Humorously enough, my philosophy professor this semester sent me an email about a week ago concerning my lack of participation in class, to which I responded that I am much too anxious, and unless there is an alternative to make up for the participation grade, I'd be ok with a zero. He would not accept that response, so he asked me to come to office hours and discuss the matter with him. Now, in common sense, why would an anxious person who does not even participate in class want to talk to their professor during office hours about that very same anxiety?

You are not an idiot -- it's anxiety that is causing you to fall behind.

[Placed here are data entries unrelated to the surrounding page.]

use axum::{
    extract::{Request, State},
    http::header::AUTHORIZATION,
    middleware::Next,
    response::Response,
};
use axum_extra::extract::cookie::{Cookie, CookieJar, SameSite};
use chrono::{Duration, Utc};
use jsonwebtoken::{decode, encode, DecodingKey, EncodingKey, Header, Validation};
use serde::{Deserialize, Serialize};

use crate::error::AppError;
use crate::flash::{self, FlashKind};
use crate::state::{AppState, AuthConfig};

pub const ADMIN_COOKIE: &str = "aerobook_admin";

#[derive(Debug, Serialize, Deserialize, Clone)]
pub struct AdminClaims {
    pub sub: String,
    pub admin_id: i64,
    pub exp: usize,
}

pub fn issue_token(auth: &AuthConfig, admin_id: i64, username: &str) -> Result<String, AppError> {
    let exp = i64::try_from(auth.expiration)
        .ok()
        .and_then(Duration::try_seconds)
        .and_then(|ttl| Utc::now().checked_add_signed(ttl))
        .and_then(|at| usize::try_from(at.timestamp()).ok())
        .ok_or_else(|| {
            AppError::InternalServerError(format!(
                "auth.jwt_expiration_seconds {} is out of range",
                auth.expiration
            ))
        })?;

    let claims = AdminClaims {
        sub: username.to_owned(),
        admin_id,
        exp,
    };

    encode(&Header::default(), &claims, &EncodingKey::from_secret(auth.secret.as_bytes()))
        .map_err(|e| AppError::InternalServerError(format!("Token encoding failed: {}", e)))
}

pub fn login_cookie(token: String) -> Cookie<'static> {
    Cookie::build((ADMIN_COOKIE, token))
        .path("/")
        .http_only(true)
        .same_site(SameSite::Lax)
        .build()
}

pub fn logout(jar: CookieJar) -> CookieJar {
    jar.remove(Cookie::build(ADMIN_COOKIE).path("/"))
}

fn decode_claims(auth: &AuthConfig, token: &str) -> Option<AdminClaims> {
    decode::<AdminClaims>(
        token,
        &DecodingKey::from_secret(auth.secret.as_bytes()),
        &Validation::default(),
    )
    .map(|data| data.claims)
    .ok()
}

/// The signed-in admin, if the cookie carries a valid token.
pub fn current_admin(auth: &AuthConfig, jar: &CookieJar) -> Option<AdminClaims> {
    jar.get(ADMIN_COOKIE)
        .and_then(|cookie| decode_claims(auth, cookie.value()))
}

/// Guards the admin panel. Accepts the login cookie or a Bearer header;
/// anyone else is sent to the login page.
pub async fn admin_auth_middleware(
    State(state): State<AppState>,
    jar: CookieJar,
    mut req: Request,
    next: Next,
) -> Response {
    let bearer = req
        .headers()
        .get(AUTHORIZATION)
        .and_then(|h| h.to_str().ok())
        .and_then(|h| h.strip_prefix("Bearer "))
        .and_then(|token| decode_claims(&state.auth, token));

    match bearer.or_else(|| current_admin(&state.auth, &jar)) {
        Some(claims) => {
            req.extensions_mut().insert(claims);
            next.run(req).await
        }
        None => {
            tracing::debug!("Unauthenticated request to {}", req.uri().path());
            flash::redirect(
                jar,
                "/admin/login",
                FlashKind::Error,
                "Please login or create account to access admin panel",
            )
        }
    }
}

Whereas others are able to collaborate in class discussions, the firsthand experience often being a much more effective method of learning, you are left to your own devices. 

If your professor is okay with typed correspondence, I suggest emailing them your questions rather than going to office hours. However, if you can muster up the courage, I strongly suggest trying to go to office hours, just to see if your irrational fears/anxieties actually manifest in reality. Often times, anxiety creates these stupendous un-realities, potential futures blown out of proportion by pessimism and fear, when really the situation will not turn out so nightmareish.


----------



## nocturna (Feb 21, 2014)

This one professor repeatedly makes announcements in class to see him if students need help/have any questions, so I feel like I should really use him as a resource and it would look rude to just e-mail him, particularly because he knows me by name (surprisingly) and I honestly think he is aware of how I'm struggling in the class. I would also like to overcome my fears, but I just get so nervous and I don't know how to calm down. It often shows involuntarily in my face/body language as well..


----------



## templar19 (May 12, 2009)

Depending on the professor, talking to them and getting help can be anything from an illuminating discussion to a waste of time. I had one philosophy prof who seemed to hate having anything to do with students, so the one or two times I actually talked to her early in the semester before giving up was like pulling teeth. But I have my math prof this semester who gives his home number to students and invites them to call him up and discuss assignment questions or material. And he always makes it worth my while: he's friendly, supportive, and incredibly intelligent. It's a rare week that I don't call him at least once to discuss something.
Talking to profs is intimidating: they're some of the smartest people we'll meet in our whole lives, and feeling like we've come off as idiots is degrading. But good profs love their material, and they want their students to love it, too. So a good prof will do his/her best to make you totally comfortable talking with them. I've found it most helpful to try and read the textbook before going to them, so I can show them that I've attempted the material. (This seems to work best with math, which I'm studying.) Also, a good prof will notice if you keep to yourself (especially if it's a small class), so if you go to him (especially if he knows your name), he'll probably take it as a sign of motivation from you. When I was a TA, I knew when one of the quieter students came to me it was because they actually wanted help (and not just to shoot the breeze or hang out), so it motivated me to make them as comfortable and informed as I could.
Talking to profs is hard, but as trite as it sounds, you won't know just how good your profs really are until you try to talk to them.


----------



## londonromance (Aug 17, 2013)

Your professor seems really nice and understanding! If he offers everyone some extra help, then at least you won't feel singled out and like you're the only one who needs it. I bet a lot of people do. It's nice that he knows your name! Most of my professors just know I'm super shy and don't talk to me unless I email them for something specific. I think they can see how much it pains me to talk in class. Haha. Maybe try emailing him first to schedule a time to talk, or if that's too formal, just talk to him after class or during his office hours if he has any. Good luck! Let us know how it goes.


----------



## boas (Jun 9, 2013)

I never talk to them one on one. I just email them if I have any queries.


----------



## nocturna (Feb 21, 2014)

Ughh I feel so sick to my stomach. I'm about to go to the office. In the classroom he's pretty indifferent to me although I see him joking around with other students. Here it goes..


----------



## imm0rtAl (Nov 9, 2013)

Same problem. When I talked to one of them one on one I didn't get what he was saying and pretended to understand and just got away fast with it. Then there was this other lecturer who came to you personally to check if you had any problems and I found that a better method so I e-mailed our program administrator to change lecturers but all I got was a hint that I should better start going to the support lectures which are basically more complicated than the normal ones and the lecturer there is the same as the first one - he asks for question but since it's in front of the whole class I feel intimidated to ask because then all the other people will know how dum I am. That's why I struggle on my own in the end and find spending 9k per year on this course totally pointless.


----------



## SadSelf (Jan 24, 2014)

This is a normal thing because every 5 or 6th student have same type of issue as u have . 

you just try to know the topic don't learn it , you have to understand the topic. 

and also don't feel like you are nothing


----------